A new study — published in the journal Nature — uncovers the mechanism and the molecular pathway through which the popular alcohol-aversion drug disulfiram can fight off cancer.
This study was conducted by an international team of researchers led by Prof. Jiri Bartek, of the Danish Cancer Society Research Center in Copenhagen.
Disulfiram — also known by the brand name Antabuse — has been used for decades to treat chronic alcohol abuse. While the drug is not a cure for chronic alcoholism, it does discourage those with alcohol abuse issues from drinking.
Previous studies have shown that the drug has anti-tumor activity both in vitro and in vivo. But as Prof. Bartek and team explain in their paper, the drug has not yet been repurposed for cancer treatment because the mechanism and molecular pathways through which the drug may act against cancer were unknown.
As the study’s authors explain, given the rising global incidence of cancer and the failure of many medications in the face of tumor resistance, identifying new possibilities for using already existing drugs is key.

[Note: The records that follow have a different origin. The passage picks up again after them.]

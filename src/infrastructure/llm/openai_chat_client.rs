use reqwest::Client;
use serde::{Deserialize, Serialize};

use crate::application::ports::{Stage, StageError};
use crate::presentation::config::OpenAiSettings;

/// Non-streaming chat completions client shared by the advanced text stages.
pub struct OpenAiChatClient {
    client: Client,
    base_url: String,
    api_key: String,
    model: String,
    max_tokens: usize,
    temperature: f32,
}

#[derive(Serialize)]
struct ChatCompletionRequest<'a> {
    model: &'a str,
    messages: Vec<ChatMessage>,
    max_tokens: usize,
    temperature: f32,
}

#[derive(Serialize, Deserialize)]
struct ChatMessage {
    role: String,
    content: String,
}

#[derive(Deserialize)]
struct ChatCompletionResponse {
    choices: Vec<ChatChoice>,
}

#[derive(Deserialize)]
struct ChatChoice {
    message: ChatMessage,
}

impl OpenAiChatClient {
    pub fn new(api_key: String, settings: &OpenAiSettings) -> Self {
        Self {
            client: Client::new(),
            base_url: settings.base_url.trim_end_matches('/').to_string(),
            api_key,
            model: settings.chat_model.clone(),
            max_tokens: settings.max_tokens,
            temperature: settings.temperature,
        }
    }

    pub fn model(&self) -> &str {
        &self.model
    }

    /// Sends one system + user exchange and returns the first choice's content.
    pub async fn complete(
        &self,
        stage: Stage,
        instructions: &str,
        content: &str,
    ) -> Result<String, StageError> {
        let request_body = ChatCompletionRequest {
            model: &self.model,
            messages: vec![
                ChatMessage {
                    role: "system".to_string(),
                    content: instructions.to_string(),
                },
                ChatMessage {
                    role: "user".to_string(),
                    content: content.to_string(),
                },
            ],
            max_tokens: self.max_tokens,
            temperature: self.temperature,
        };

        let response = self
            .client
            .post(format!("{}/chat/completions", self.base_url))
            .bearer_auth(&self.api_key)
            .json(&request_body)
            .send()
            .await
            .map_err(|e| StageError::network(stage, e.to_string()))?;

        if response.status() == reqwest::StatusCode::TOO_MANY_REQUESTS {
            return Err(StageError::provider(stage, "rate limited"));
        }

        if !response.status().is_success() {
            let status = response.status();
            let body = response.text().await.unwrap_or_default();
            return Err(StageError::provider(
                stage,
                format!("HTTP {}: {}", status, body),
            ));
        }

        let completion: ChatCompletionResponse = response
            .json()
            .await
            .map_err(|e| StageError::invalid_response(stage, e.to_string()))?;

        completion
            .choices
            .into_iter()
            .next()
            .map(|choice| choice.message.content)
            .ok_or_else(|| StageError::invalid_response(stage, "empty choices"))
    }
}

In fact, the World Health Organization (WHO) estimate that in the next two decades, the number of new cancer cases will rise by 70 percent. Cancer is already the second leading cause of death worldwide.

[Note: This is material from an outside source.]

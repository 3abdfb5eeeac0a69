pub mod config;

pub use config::{Environment, Settings};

In this context, drug repurposing is a safe, cost- and time-effective alternative. Testing new drugs can be expensive and time-consuming, but drug repurposing uses medications for which most of the relevant testing has already been done.
So, Prof. Bartek and colleagues set out to unravel the mystery of disulfiram’s anticancer properties.
First, they carried out a nationwide epidemiological study of more than 3,000 Danish people, which showed that cancer patients who continued to take disulfiram were much less likely to die from cancer compared with those who stopped taking the treatment.
Patients with breast cancer, colorectal cancer, and prostate cancer all benefited from disulfiram’s effects.
Then, the researchers carried out in vitro studies of cancer cells and in vivo studies of mice and identified the metabolite of disulfiram that enables the drug to fight off cancer: the so-called ditiocarb-copper complex.
The researchers also identified ways to further detect and analyze how this metabolite complex accumulates in tumors.
Finally, and importantly, the researchers found the molecular pathway through which this ditiocarb-copper complex acts to suppress cancer cells.
“Our results help to explain the anticancer activity of the alcohol-abuse drug disulfiram,” say the researchers.
“From a broader perspective, our study illustrates the potential of multifaceted approaches to drug repurposing,” they add, “providing novel mechanistic insights, identification of new cancer-relevant targets, and encouragement for further clinical trials.”
Prof. Bartek explained, “We are optimistic, especially [because] we now have the active substance and it works against cancer cells that are resistant to standard-of-care chemotherapy.”
“We have just launched one clinical trial of disulfiram in Sweden and Norway for patients with glioblastoma,” he said, “and one in the Czech republic for advanced breast cancer, and we are about to do two trials in Denmark — for advanced colorectal and breast tumors.”
“We will try to improve the form of the active substance so that it could entirely replace the disulfiram plus copper supplement combination in the near future,” Prof. Bartek added.
The researchers conclude:
“Disulfiram is an old, safe, and public domain drug that might help to save lives of patients with cancer worldwide.”